Гетевская мысль в“Докторе Живаго”*.

Denn edlen Seelen vorzufühlen

Ist wunshenschwertesten Beruf.

Goethe. Vermächtnis1

Если бы... я задумал теперь писать творческую эстетику, я построил бы ее на двух понятьях, на понятьи силы и символа...

Пастернак. Охранная грамота

1

Пастернак мало говорит о своей связи с Гете. Множество раз, по разным поводам и в разных жанрах благодарно и, как он в конце концов признает, преувеличенно признавая свое ученичество у Р. М. Рильке2, оглядываясь на прозу Рильке как на образец для задуманного романа3, о Гете он ничего подобного не сказал4. Обширное присутствие Гете не только в романе, но во всем мире Пастернака остается необдуманным. Вместе с ним остается по существу не обдуманной мыслительная, в своем роде доктринальная сторона творчества Пастернака — нефилософствующего философа5, небогословствующего богослова6. Мы сказали: “вместе с ним”, то есть с гетевским присутствием. Но это никак не значит, что при всех многочисленных линиях сходств и совпадений, которые мы постараемся отметить, мы хотим свести всю мысль Пастернака к гетеанству.

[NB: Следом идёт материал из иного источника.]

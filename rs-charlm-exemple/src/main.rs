use log::info;
use rs_charlm_core::io::{list_files, normalize_folder};
use rs_charlm_core::model::language_model::LanguageModel;

fn main() -> Result<(), Box<dyn std::error::Error>> {
    env_logger::init();

    // Number of characters used as context for the next one.
    // Small windows give noisy text, large windows tend to copy the corpus
    let window_length = 7;

    // With a seed, two runs over the same corpora print the same texts
    let mut model = LanguageModel::with_seed(window_length, 42);

    // Train on every text file of the "data" directory.
    // Training is cumulative: counts from every corpus add up
    let folder = normalize_folder("./data");
    for file in list_files(&folder, "txt")? {
        info!("training on {}", file);
        model.train_file(folder.join(&file))?;
    }

    if model.is_empty() {
        println!("Nothing learned, add some .txt corpora to ./data");
        return Ok(());
    }
    println!("Learned {} windows of {} characters", model.len(), window_length);

    // Initial text shorter than the window: returned as-is
    println!("Too short: {:?}", model.generate("abc", 100));

    // Initial text whose last window never appeared: returned as-is
    println!("Unknown: {:?}", model.generate("zzzzzzzzzz", 100));

    // Generate 5 texts of 300 characters from random learned windows.
    // Only the window is kept at the start of the generated text
    for i in 0..5 {
        let Some(seed_window) = model.random_window() else { break };
        println!("Generated text {}:\n{}\n", i + 1, model.generate(&seed_window, 300));
    }

    // The same seed and corpora always give the same text
    let mut original = LanguageModel::with_seed(window_length, 42);
    let mut replay = LanguageModel::with_seed(window_length, 42);
    for file in list_files(&folder, "txt")? {
        original.train_file(folder.join(&file))?;
        replay.train_file(folder.join(&file))?;
    }
    let window = model.random_window().unwrap_or_default();
    println!(
        "Reproducible: {}",
        original.generate(&window, 300) == replay.generate(&window, 300)
    );

    // Models trained separately (one per corpus) can be merged into one
    let mut merged = LanguageModel::new(window_length);
    for file in list_files(&folder, "txt")? {
        let mut partial = LanguageModel::new(window_length);
        partial.train_file(folder.join(&file))?;
        merged.merge(&partial)?;
    }
    println!("Merged model holds {} windows", merged.len());

    Ok(())
}
use rand::rngs::StdRng;
use rand::seq::IndexedRandom;
use rand::{Rng, SeedableRng};

use super::distribution::WindowDistribution;

/// Random source of a language model.
///
/// Each model owns its own generator: with an explicit seed the sequence of
/// draws, and therefore the generated text, is reproducible.
#[derive(Clone, Debug)]
pub struct Sampler {
	rng: StdRng,
}

impl Sampler {
	/// Creates a sampler seeded from the operating system.
	pub fn new() -> Self {
		Self { rng: StdRng::from_os_rng() }
	}

	/// Creates a reproducible sampler.
	pub fn with_seed(seed: u64) -> Self {
		Self { rng: StdRng::seed_from_u64(seed) }
	}

	/// Draws a uniform value in `[0, 1)`.
	pub fn draw(&mut self) -> f64 {
		self.rng.random::<f64>()
	}

	/// Draws a value and resolves it against the distribution's ladder.
	pub fn pick(&mut self, distribution: &WindowDistribution) -> Option<char> {
		let r = self.draw();
		select(distribution, r)
	}

	/// Picks one element of a slice uniformly.
	pub(crate) fn choose<'a, T>(&mut self, items: &'a [T]) -> Option<&'a T> {
		items.choose(&mut self.rng)
	}
}

/// Resolves a draw `r` to a character by inverse-CDF sampling.
///
/// Entries are scanned in stored order and the first one whose cumulative
/// probability is `>= r` wins. When rounding leaves the last cumulative
/// probability below `r`, the last entry is returned.
///
/// Returns `None` only for an empty distribution.
pub fn select(distribution: &WindowDistribution, r: f64) -> Option<char> {
	let entries = distribution.entries();
	entries
		.iter()
		.find(|entry| entry.cumulative_probability() >= r)
		.or_else(|| entries.last())
		.map(|entry| entry.character())
}
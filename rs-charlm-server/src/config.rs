use std::env;
use std::path::PathBuf;
use std::str::FromStr;

use log::warn;

/// Runtime settings of the server.
///
/// Every field has a default; environment variables override them:
/// - `CHARLM_HOST` (default `127.0.0.1`)
/// - `CHARLM_PORT` (default `5000`)
/// - `CHARLM_DATA_DIR` (default `./data`), folder holding `.txt` corpora
/// - `CHARLM_WINDOW_LENGTH` (default `7`)
/// - `CHARLM_SEED` (default unset, generation is not reproducible)
#[derive(Clone, Debug, PartialEq)]
pub struct ServerConfig {
	pub host: String,
	pub port: u16,
	pub data_dir: PathBuf,
	pub window_length: usize,
	pub seed: Option<u64>,
}

impl Default for ServerConfig {
	fn default() -> Self {
		Self {
			host: "127.0.0.1".to_owned(),
			port: 5000,
			data_dir: PathBuf::from("./data"),
			window_length: 7,
			seed: None,
		}
	}
}

impl ServerConfig {
	/// Reads the configuration from the process environment.
	pub fn from_env() -> Self {
		Self::from_lookup(|key| env::var(key).ok())
	}

	/// Builds the configuration from an arbitrary key lookup.
	///
	/// Values that fail to parse are ignored with a warning and the default
	/// is kept.
	pub fn from_lookup<F: Fn(&str) -> Option<String>>(lookup: F) -> Self {
		let defaults = Self::default();
		Self {
			host: lookup("CHARLM_HOST").unwrap_or(defaults.host),
			port: parse_or("CHARLM_PORT", &lookup, defaults.port),
			data_dir: lookup("CHARLM_DATA_DIR").map(PathBuf::from).unwrap_or(defaults.data_dir),
			window_length: parse_or("CHARLM_WINDOW_LENGTH", &lookup, defaults.window_length),
			seed: lookup("CHARLM_SEED").and_then(|value| parse_value("CHARLM_SEED", &value)),
		}
	}
}

fn parse_or<T: FromStr, F: Fn(&str) -> Option<String>>(key: &str, lookup: &F, default: T) -> T {
	lookup(key)
		.and_then(|value| parse_value(key, &value))
		.unwrap_or(default)
}

fn parse_value<T: FromStr>(key: &str, value: &str) -> Option<T> {
	match value.trim().parse() {
		Ok(parsed) => Some(parsed),
		Err(_) => {
			warn!("ignoring invalid {}={:?}", key, value);
			None
		}
	}
}
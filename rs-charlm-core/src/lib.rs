//! Character-level Markov-chain language model.
//!
//! This crate provides:
//! - A windowed frequency table learned from a character corpus
//! - Probability and cumulative-probability computation per window
//! - Seedable, reproducible text generation by inverse-CDF sampling
//! - Small I/O helpers to feed corpora into the model
//!
//! The model itself is exposed through [`model::language_model::LanguageModel`].

/// Language model, per-window distributions and sampling.
pub mod model;

/// Corpus sources and file helpers.
pub mod io;

/// Error types returned by the fallible parts of the crate.
pub mod error;
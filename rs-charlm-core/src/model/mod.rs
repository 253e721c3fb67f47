//! Character-level language model.
//!
//! - Per-character bookkeeping (`CharEntry`)
//! - Per-window distributions and probability ladders (`WindowDistribution`)
//! - Random source and inverse-CDF selection (`Sampler`)
//! - Training and generation (`LanguageModel`)

/// One observed character with its count and probabilities.
pub mod char_entry;

/// Ordered distribution of the characters observed after one window.
///
/// Records observations in first-observation order and computes the
/// cumulative-probability ladder used for sampling.
pub mod distribution;

/// Window-to-distribution mapping, training and text generation.
pub mod language_model;

/// Owned, seedable random source and ladder selection.
pub mod sampler;
//! Light/dark toggle button.

use leptos::prelude::*;

use crate::state::theme::{THEME_TOGGLE_ID, ThemeMode};

/// Button flipping `mode`; the icon follows the current mode.
#[component]
pub fn ThemeToggle(mode: RwSignal<ThemeMode>) -> impl IntoView {
    view! {
        <button
            type="button"
            id=THEME_TOGGLE_ID
            class="btn-soft btn-accent"
            aria-label="Toggle theme"
            on:click=move |_| mode.update(|m| *m = m.toggled())
        >
            <i class=move || mode.get().icon_class()></i>
        </button>
    }
}
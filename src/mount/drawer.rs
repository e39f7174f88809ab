//! Section drawer construction and trigger wiring.

use leptos::prelude::*;
use web_sys::{Document, Element};

use crate::components::section_drawer::SectionDrawer;
use crate::error::MountSkip;
use crate::mount::MountContext;
use crate::mount::scroll_spy;
use crate::state::drawer::{
    DRAWER_BODY_CLASS, DRAWER_ID, DRAWER_TOGGLE_ID, DrawerEvent, DrawerPlan, DrawerState, SectionLink,
};
use crate::state::spy::{ACTIVE_CLASS, NAV_LINK_SELECTOR};
use crate::util::dom;

const HEADER_SELECTOR: &str = "#header .container-fluid";

pub fn mount(ctx: &MountContext) -> Result<(), MountSkip> {
    let document = &ctx.document;
    if document.get_element_by_id("main").is_none() {
        return Err(MountSkip::MissingAnchor("#main"));
    }

    let links = section_links(document);
    let existing_toggle = document.get_element_by_id(DRAWER_TOGGLE_ID);
    let synthesize = match ctx.config.drawer.plan(links.len(), existing_toggle.is_some())? {
        DrawerPlan::HideToggle => {
            if let Some(toggle) = &existing_toggle {
                dom::set_visible(toggle, false);
            }
            return Err(MountSkip::NoSections);
        }
        DrawerPlan::Build { synthesize_toggle } => synthesize_toggle,
    };
    if document.get_element_by_id(DRAWER_ID).is_some() {
        return Err(MountSkip::AlreadyMounted("#sectionDrawer"));
    }
    let body = document.body().ok_or(MountSkip::MissingAnchor("body"))?;
    let toggle = match existing_toggle {
        Some(toggle) if !synthesize => toggle,
        _ => create_toggle(document)?,
    };

    dom::set_class(&toggle, "drawer-toggle", true);
    dom::set_attr(&toggle, "aria-label", "Open section menu");
    dom::set_attr(&toggle, "aria-controls", DRAWER_ID);
    dom::set_attr(&toggle, "aria-expanded", "false");

    let drawer = RwSignal::new(DrawerState::default());
    {
        let page = document.clone();
        let trigger = toggle.clone();
        Effect::new(move || {
            let state = drawer.get();
            dom::set_body_class(&page, DRAWER_BODY_CLASS, state.is_open());
            dom::set_attr(&trigger, "aria-expanded", state.aria_expanded());
        });
    }

    dom::on_click(&toggle, move |_| {
        drawer.update(|d| {
            d.handle(DrawerEvent::ToggleClicked);
        });
    });
    dom::on_keydown(document, move |ev| {
        if ev.key() == "Escape" && drawer.get_untracked().is_open() {
            drawer.update(|d| {
                d.handle(DrawerEvent::EscapePressed);
            });
        }
    });

    leptos::mount::mount_to(body, move || view! { <SectionDrawer drawer links/> }).forget();

    let drawer_links = dom::query_all(document, "#sectionDrawer .drawer-link");
    if let Err(skip) = scroll_spy::observe_links(document, drawer_links, ACTIVE_CLASS, &ctx.config.spy_thresholds) {
        log::debug!("drawer scroll spy skipped: {skip}");
    }
    Ok(())
}

/// Primary nav links that point at sections present on this page.
fn section_links(document: &Document) -> Vec<SectionLink> {
    dom::query_all(document, NAV_LINK_SELECTOR)
        .iter()
        .filter_map(|a| {
            let href = a.get_attribute("href")?;
            let text = a.text_content().unwrap_or_default();
            SectionLink::from_anchor(&href, &text, |id| document.get_element_by_id(id).is_some())
        })
        .collect()
}

/// Trigger button for pages that do not ship `#drawerToggle`.
fn create_toggle(document: &Document) -> Result<Element, MountSkip> {
    let header = dom::query(document, HEADER_SELECTOR).ok_or(MountSkip::MissingAnchor(HEADER_SELECTOR))?;
    let button = dom::create(document, "button").ok_or(MountSkip::Unavailable("createElement"))?;
    button.set_id(DRAWER_TOGGLE_ID);
    button.set_class_name("btn-soft");
    dom::set_attr(&button, "type", "button");
    button.set_inner_html(r#"<i class="bi bi-list"></i>"#);
    header
        .append_child(&button)
        .map_err(|_| MountSkip::Unavailable("appendChild"))?;
    Ok(button.into())
}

С Гете хорошо начать — хотя бы потому, что мысль Гете (как и Пастернака) принадлежит началу, “месторождению” в куда большей мере, чем мысль кого-либо из философов, в том числе и “религиозных мыслителей”. Все они обычно начинают, уже на шаг — на два шага — на несколько шагов отступя от этого начала, от “бесконечно ускользающей реальности”, от “вдохновенного зрелища невоплощенного” (Х, 490). В последний год жизни Пастернак не нашел другого имени для сравнения своего “благословенного, неслыханного и бросающего в дрожь образа жизни, деятельного и плодотворного”7, нежели Гете. Об образе жизни в первую очередь и пойдет речь.

Нужно отдать должное критической чуткости Михаила Кузмина, заметившего гетевское (и вместе с ним толстовское) начало уже в “Детстве Люверс”8. Без комментария, самими абзацами прозы, которые он цитирует и в которых читатель без труда различает голоса Гете и Льва Толстого9, Кузмин подсказывает нам важную догадку. Когда мы говорим о Пастернаке и Гете (а также о Льве Толстом), речь идет не о сходстве манер, а о другой, более глубокой, более неожиданной близости.